Quant aux "grands exclus, très désocialisés, ils ne font même plus appel au 115", a en revanche témoigné Martine Théaudière, et les maraudes qui permettent d'entrer en contact avec une partie d'entre eux ne sauraient suffire à compenser l'absence de "diagnostic à 360 degrés" tel que l'avait promis le gouvernement mais qui tarde, lui aussi, à être mis en oeuvre. Enfin, alors que "la loi prévoit un principe de continuité de l'hébergement, le droit des usagers est régulièrement mis à mal", a-t-elle ajouté, en référence aux remises à la rue qui ont encore régulièrement lieu dans des structures qui n'en peuvent mais.

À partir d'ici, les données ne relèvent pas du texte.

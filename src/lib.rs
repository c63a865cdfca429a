//! TrackFinder Library
//!
//! This library provides the catalog logic of a rubber track storefront:
//! brand-alias-aware machine search, the track size compatibility chart,
//! product filtering, redirects, and loading the catalog collections.

// Module declarations
pub mod brands;
pub mod catalog;
pub mod cli;
pub mod config;
pub mod constants;
pub mod models;
pub mod products;
pub mod redirects;
pub mod search;
pub mod track_sizes;

#[cfg(feature = "web")]
pub mod web;
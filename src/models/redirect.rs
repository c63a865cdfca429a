//! URL redirect entries (301/302 management).

use crate::models::{default_true, CatalogRecord, RecordId};
use anyhow::Result;
use serde::{Deserialize, Serialize};

/// Kind of HTTP redirect.
#[derive(Debug, Clone, Copy, PartialEq, Eq)]
pub enum RedirectKind {
    /// 301 Moved Permanently
    Permanent,
    /// 302 Found
    Temporary,
}

impl RedirectKind {
    /// HTTP status code for this redirect kind.
    #[must_use]
    pub const fn status_code(self) -> u16 {
        match self {
            Self::Permanent => 301,
            Self::Temporary => 302,
        }
    }
}

/// A redirect from an old storefront URL to a new one.
#[derive(Debug, Clone, PartialEq, Eq, Serialize, Deserialize)]
pub struct Redirect {
    /// Record identifier
    #[serde(default, alias = "_id", skip_serializing_if = "Option::is_none")]
    pub id: Option<RecordId>,
    /// Old path (e.g., "/products/old-slug")
    pub from_url: String,
    /// New path or absolute URL
    pub to_url: String,
    /// HTTP status code, 301 or 302
    #[serde(default = "default_redirect_type")]
    pub redirect_type: u16,
    /// Whether the redirect is applied
    #[serde(default = "default_true")]
    pub is_active: bool,
}

const fn default_redirect_type() -> u16 {
    301
}

impl Redirect {
    /// Creates an active permanent redirect.
    pub fn permanent(from_url: impl Into<String>, to_url: impl Into<String>) -> Self {
        Self {
            id: None,
            from_url: from_url.into(),
            to_url: to_url.into(),
            redirect_type: 301,
            is_active: true,
        }
    }

    /// Returns the redirect kind. Only valid after [`CatalogRecord::prepare`].
    #[must_use]
    pub const fn kind(&self) -> RedirectKind {
        if self.redirect_type == 302 {
            RedirectKind::Temporary
        } else {
            RedirectKind::Permanent
        }
    }

    /// Normalizes a request path for lookup.
    ///
    /// Surrounding whitespace, the query string and a trailing slash are
    /// dropped, and a leading slash is added if missing.
    #[must_use]
    pub fn normalize_path(path: &str) -> String {
        let path = path.trim();
        let path = path.split(['?', '#']).next().unwrap_or_default();
        let trimmed = path.trim_end_matches('/');

        if trimmed.starts_with('/') {
            trimmed.to_string()
        } else {
            format!("/{trimmed}")
        }
    }
}

impl CatalogRecord for Redirect {
    const KIND: &'static str = "redirect";

    fn prepare(&mut self) -> Result<()> {
        if self.redirect_type != 301 && self.redirect_type != 302 {
            anyhow::bail!(
                "Redirect {} has unsupported type {} (expected 301 or 302)",
                self.from_url,
                self.redirect_type
            );
        }

        if self.from_url.trim().is_empty() || self.to_url.trim().is_empty() {
            anyhow::bail!("Redirect needs both from_url and to_url");
        }

        self.from_url = Self::normalize_path(&self.from_url);
        self.to_url = self.to_url.trim().to_string();

        if self.from_url == self.to_url {
            anyhow::bail!("Redirect {} points to itself", self.from_url);
        }

        Ok(())
    }

    fn is_active(&self) -> bool {
        self.is_active
    }
}

#[cfg(test)]
mod tests {
    use super::*;

    #[test]
    fn test_normalize_path() {
        assert_eq!(Redirect::normalize_path("/old/"), "/old");
        assert_eq!(Redirect::normalize_path("old?utm=1"), "/old");
        assert_eq!(Redirect::normalize_path("/"), "/");
        assert_eq!(Redirect::normalize_path(""), "/");
    }

    #[test]
    fn test_prepare_rejects_bad_type() {
        let mut redirect = Redirect::permanent("/a", "/b");
        redirect.redirect_type = 307;
        assert!(redirect.prepare().is_err());
    }

    #[test]
    fn test_prepare_rejects_self_redirect() {
        let mut redirect = Redirect::permanent("/a/", "/a");
        assert!(redirect.prepare().is_err());
    }

    #[test]
    fn test_kind() {
        let mut redirect = Redirect::permanent("/a", "/b");
        assert_eq!(redirect.kind().status_code(), 301);
        redirect.redirect_type = 302;
        assert_eq!(redirect.kind(), RedirectKind::Temporary);
    }
}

L'hébergement hôtelier en hausse
Dans ce contexte, "les hôtels auxquels les associations recourent pour compenser le manque de places en établissements sont saturés en Ile-de-France", poursuit Martine Théaudière, "et cette mesure transitoire à l'origine est aujourd'hui devenue une solution d'hébergement à part entière, alors même qu'elle est ne permet pas d'accompagnement social". Mais ce recours massif à l'hébergement hôtelier - dont on se souvient qu'il y a quelques années à peine, il était essentiellement réservé aux familles avec enfants prises en charge par l'aide sociale à l'enfance (ASE) - ne laisse pas d'étonner, vu son coût très élevé.
"Les quelque 3 000 nuitées de la Seine-Saint-Denis reviennent à 50 000 euros par nuit, soir 18 millions d'euros par an !", s'est d'ailleurs exclamé le directeur d'Interlogement 93, Abilio Brazil, en soulignant que cette solution est "une variable d'ajustement" des politiques sociales. Sur toute la région, on comptabilise pas moins de 22 000 nuitées pour à peine plus de 16 200 places d'hébergement, tous dispositifs confondus, avancent encore les associations.
115, maraudes, SIAO 93...
En première ligne, il revient donc aux écoutants de la veille sociale de répondre de leur mieux à cette explosion de la demande sociale, comme c'est le cas de la trentaine de professionnels qui se relaient au 115 de la Seine-Saint-Denis. Et l'on peut comprendre que les présents, mercredi après-midi à Montreuil, ne se soient pas laissé déconcentrer au passage de quelques journalistes, stylo ou micro en main, venus se rendre compte de leurs conditions de travail.
"Nous avons eu cet hiver deux fois et demi plus de demandes que l'année précédente", a ainsi commenté leur directeur, Abilio Brazil. Venus de différents horizons, travailleurs sociaux pour certains, dépourvus de diplôme pour d'autres, mais tous couverts par la CC 66, ils prennent en effet à la chaîne les appels qui leur parviennent, le téléphone vissé à l'oreille, l'oeil rivé sur l'écran.
A quelques pas de là, certains de leurs collègues s'occupent, eux, à coordonner les équipes mobiles des associations qui interviennent sur le département (Samu social, Secours islamique français, Croix-Rouge française, Restos du coeur), tandis que derrière la cloison, d'autres s'activent à tenter de trouver un domicile aux ménages entrés dans le dispositif, sur un contingent de 250 à 300 logements sociaux par an.
"On peut passer de l'hôtel au logement social chez nous", se félicite ainsi le directeur d'Interlogement 93, avant de nous entraîner du côté du service intégré d'accueil et d'orientation (SIAO) qui complète les activités de la structure, et qui doit gérer, à l'heure actuelle, une file active d'environ... 7 000 dossiers en attente d'une solution.